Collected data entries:
- - - - -

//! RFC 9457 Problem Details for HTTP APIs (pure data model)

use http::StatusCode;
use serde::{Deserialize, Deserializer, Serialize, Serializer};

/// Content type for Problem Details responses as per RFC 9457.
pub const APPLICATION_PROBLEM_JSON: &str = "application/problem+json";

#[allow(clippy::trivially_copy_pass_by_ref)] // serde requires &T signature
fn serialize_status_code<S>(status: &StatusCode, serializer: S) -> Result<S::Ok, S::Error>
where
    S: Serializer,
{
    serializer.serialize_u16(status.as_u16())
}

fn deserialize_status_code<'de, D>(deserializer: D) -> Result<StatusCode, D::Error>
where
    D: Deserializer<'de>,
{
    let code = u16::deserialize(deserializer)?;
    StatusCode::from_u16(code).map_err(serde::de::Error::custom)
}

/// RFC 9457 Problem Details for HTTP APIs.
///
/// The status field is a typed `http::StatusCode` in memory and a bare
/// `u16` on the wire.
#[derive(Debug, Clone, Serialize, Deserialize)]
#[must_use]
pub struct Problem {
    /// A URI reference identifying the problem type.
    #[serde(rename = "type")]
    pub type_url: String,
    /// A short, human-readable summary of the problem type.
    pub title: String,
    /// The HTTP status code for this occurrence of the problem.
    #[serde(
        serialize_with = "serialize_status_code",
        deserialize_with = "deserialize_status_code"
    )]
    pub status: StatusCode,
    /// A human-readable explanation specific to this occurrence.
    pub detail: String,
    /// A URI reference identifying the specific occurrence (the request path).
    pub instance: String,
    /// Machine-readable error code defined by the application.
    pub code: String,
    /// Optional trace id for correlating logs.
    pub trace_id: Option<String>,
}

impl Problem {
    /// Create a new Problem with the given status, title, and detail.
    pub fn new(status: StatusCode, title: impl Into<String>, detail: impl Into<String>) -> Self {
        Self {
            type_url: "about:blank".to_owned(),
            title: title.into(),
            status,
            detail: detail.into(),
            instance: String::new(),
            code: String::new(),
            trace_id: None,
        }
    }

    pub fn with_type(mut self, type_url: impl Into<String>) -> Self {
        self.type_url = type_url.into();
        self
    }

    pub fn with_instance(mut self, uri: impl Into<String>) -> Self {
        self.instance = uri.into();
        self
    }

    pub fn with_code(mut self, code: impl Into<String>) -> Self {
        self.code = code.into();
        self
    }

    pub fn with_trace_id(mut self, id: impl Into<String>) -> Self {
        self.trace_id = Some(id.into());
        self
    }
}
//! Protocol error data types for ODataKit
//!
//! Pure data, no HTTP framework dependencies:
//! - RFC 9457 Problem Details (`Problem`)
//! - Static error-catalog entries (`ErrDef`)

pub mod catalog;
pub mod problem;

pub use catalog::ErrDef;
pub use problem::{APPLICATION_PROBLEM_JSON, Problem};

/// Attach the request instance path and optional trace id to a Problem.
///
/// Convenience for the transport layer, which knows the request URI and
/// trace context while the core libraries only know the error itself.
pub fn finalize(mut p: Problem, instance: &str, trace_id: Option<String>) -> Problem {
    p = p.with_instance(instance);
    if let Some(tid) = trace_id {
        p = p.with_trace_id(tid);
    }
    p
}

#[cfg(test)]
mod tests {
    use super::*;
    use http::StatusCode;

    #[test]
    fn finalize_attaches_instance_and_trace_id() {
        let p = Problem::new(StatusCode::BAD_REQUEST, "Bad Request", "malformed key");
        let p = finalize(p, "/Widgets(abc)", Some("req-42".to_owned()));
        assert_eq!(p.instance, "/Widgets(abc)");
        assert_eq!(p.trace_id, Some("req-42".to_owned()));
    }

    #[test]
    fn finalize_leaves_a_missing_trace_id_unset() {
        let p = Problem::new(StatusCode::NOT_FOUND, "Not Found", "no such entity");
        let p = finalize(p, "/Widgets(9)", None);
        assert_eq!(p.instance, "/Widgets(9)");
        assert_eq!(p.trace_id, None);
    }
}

- - - - -

Where a line of the entries above holds the word "specific", return that line.

RESPONSE ▸
    /// A human-readable explanation specific to this occurrence.
    /// A URI reference identifying the specific occurrence (the request path).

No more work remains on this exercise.